情勢の特徴 - 2019年7月後半
●「後継者難などで廃業した都市部の町工場の跡地に住宅が建ち、周辺の町工場が郊外への移設や廃業を余儀なくされている。後から来た近隣住民との間で、騒音や異臭を巡ってトラブルになる『住工混在問題』が深刻になっているためだ。都心部への人口の一極集中が、『大廃業時代』の中小企業の生き残りをさらに難しくしている。…戦後、住工混在問題は2度の大きな波があった。高度成長期には東京都大田区などで住宅が急増し、工場群は押し出されるように川崎市や横浜市などに移った。バブル期は地価の上昇で一等地に近い町工場の周辺で宅地化が進んだ。ただ大企業の海外生産移転で町工場が淘汰され、問題は顕在化しなかった。3回目の波と今回の背景には都心部への人口の一極集中がある。町工場が操業する地域の大部分は住宅も工場も建てられる『準工業地域』だ。東京都世田谷区や目黒区など『住居専用地域』の地価が高止まりし、消費者が手を出しやすい準工業地域の宅地化が進む。市区町村の人口が増えると町工場が減る相関関係がある。住民基本台帳と経済センサスをもとに算出したところ、2016年時点の事業所数の12年と比べた減少率は東京都大田区や墨田区、川崎市中原区など人口が増えた地区で軒並み全国平均を大きく上回った。問題解決に向け、町工場は理解を求めようと動く。川崎市にある工業協同組合は約5年前から近隣住民を対象に工場見学ツアーを始めた。…自治体の支援も広がる。墨田区は中小企業と近隣住民のトラブル防止に特化した融資制度を19年度に設けた。川崎市は17年度から町工場を新増設する際、3千万円を上限に工事費用などを助成しており、約20件の申請があった。町工場と住宅をすみ分ける動きもある。大阪府東大阪市は17年、一部地域で住宅の建設を制限し、混在が進まないようにした。…25年までに経営者が70歳を超える企業のうち、127万社で後継者が未定――。中小企業庁は約650万人の雇用が失われ国内総生産(GDP)が22兆円損失すると試算する。サプライチェーン(部品供給網)に影響が出かねない危機が迫る。町工場は近年、ロボットやドローン(小型無人機)を開発する新興企業と連携して試作をするなど、日本の技術力を底上げする機能も持ちつつある。ものづくりの裾野を守るため従来の仕組みを見直す転換点にある。」(『日本経済新聞』2019.07.25)

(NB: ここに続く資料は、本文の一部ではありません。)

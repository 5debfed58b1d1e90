//! Backup root resolution and on-disk layout names
//!
//! ```text
//! ATBackup/
//!   <YYYY-MM-DD>_backup/     rotating retention
//!     repo.car
//!     metadata.json
//!     blobs/<cid>.blob, blobs/<cid>.json
//!   current_backup/          single-slot retention
//! ```

use chrono::{DateTime, Utc};
use std::path::{Path, PathBuf};

/// Root folder under the documents directory
pub const BACKUP_ROOT_DIR: &str = "ATBackup";
/// Fixed directory used by single-slot retention
pub const CURRENT_BACKUP_DIR: &str = "current_backup";
pub const ARCHIVE_FILENAME: &str = "repo.car";
pub const METADATA_FILENAME: &str = "metadata.json";
pub const BLOBS_DIR: &str = "blobs";

const SETTINGS_FILENAME: &str = "settings.json";
const APP_DIR: &str = "atbackup";

/// `<documents>/ATBackup`, falling back to `<home>/Documents/ATBackup`
/// where the platform has no documents directory (headless Linux).
pub fn default_backup_root() -> Option<PathBuf> {
    dirs::document_dir()
        .or_else(|| dirs::home_dir().map(|home| home.join("Documents")))
        .map(|docs| docs.join(BACKUP_ROOT_DIR))
}

/// `<config dir>/atbackup/settings.json`
pub fn default_settings_path() -> Option<PathBuf> {
    dirs::config_dir()
        .or_else(dirs::home_dir)
        .map(|dir| dir.join(APP_DIR).join(SETTINGS_FILENAME))
}

/// Create the backup root if it does not exist yet.
pub async fn ensure_backup_root(root: &Path) -> std::io::Result<()> {
    tokio::fs::create_dir_all(root).await
}

/// Directory name for a rotating backup created at `now`: `<YYYY-MM-DD>_backup`.
///
/// Day granularity in UTC, so at most one dated backup exists per calendar day.
pub fn dated_backup_dir_name(now: DateTime<Utc>) -> String {
    format!("{}_backup", now.format("%Y-%m-%d"))
}

pub fn metadata_path(backup_dir: &Path) -> PathBuf {
    backup_dir.join(METADATA_FILENAME)
}

pub fn blob_file_name(cid: &str) -> String {
    format!("{cid}.blob")
}

pub fn blob_metadata_file_name(cid: &str) -> String {
    format!("{cid}.json")
}
//! Main entry point for the dgsgen CLI.

use clap::Parser;
use dgsgen_cli::Cli;
use tracing_subscriber::{layer::SubscriberExt, util::SubscriberInitExt};

fn main() {
    let cli = Cli::parse();

    tracing_subscriber::registry()
        .with(
            tracing_subscriber::EnvFilter::try_from_default_env()
                .unwrap_or_else(|_| cli.log_filter().into()),
        )
        .with(tracing_subscriber::fmt::layer().with_writer(std::io::stderr))
        .init();

    if let Err(error) = dgsgen_cli::run(&cli) {
        eprintln!("{:?}", error.into_report());
        std::process::exit(1);
    }
}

●「厚生労働省は全会社員を対象に、希望すれば個人型確定拠出年金(イデコ)に入れるように基準を緩める検討に入った。勤め先で企業型の確定拠出年金に入っていても、追加で個人型のイデコにも加入し、併用できるようにする。少子高齢化の進展で公的年金は先細りが避けられない。自力による資産形成の機会を増やし、老後の備えを後押しする。老後資金が2000万円不足するとした金融庁審議会の報告もあって、若い世代を中心に資産形成への関心が高まっている。公的年金を補完するイデコや少額投資非課税制度(NISA)を使って、老後資金を若いうちから積み立てる会社員が増えている。厚労省が仕組みを見直す確定拠出年金は一定額を毎月、預金や投資信託などの金融商品で運用し、60歳以降に年金として受け取る。税制上のメリットもある。確定拠出年金は企業が掛け金を拠出する企業型と個人が自ら積み立てる個人型(イデコ)の2つがある。3月末時点で700万人が加入する企業型に対して、イデコは120万人で、普及が課題となっている。企業型を導入している会社でも労使の合意があれば、社員がイデコを併用できる。しかし、今の仕組みは、企業型のみを提供する会社が社員のイデコ加入を認める場合、企業の拠出金の上限額を5.5万円から3.5万円に引き下げる必要がある。社員が受け取る年金が減る可能性があり、企業や働く人から見直しを求める声が出ていた。厚労省は社員がイデコに加入する場合でも、企業型の掛け金の上限額を下げない方向で制度を見直す。社会保障審議会(厚労相の諮問機関)で議論し、財務省や与党と調整を進める。20年度の税制改正要望に盛り込み、20年の通常国会に関連法の改正案提出をめざす。」(『日本経済新聞』2019.07.29)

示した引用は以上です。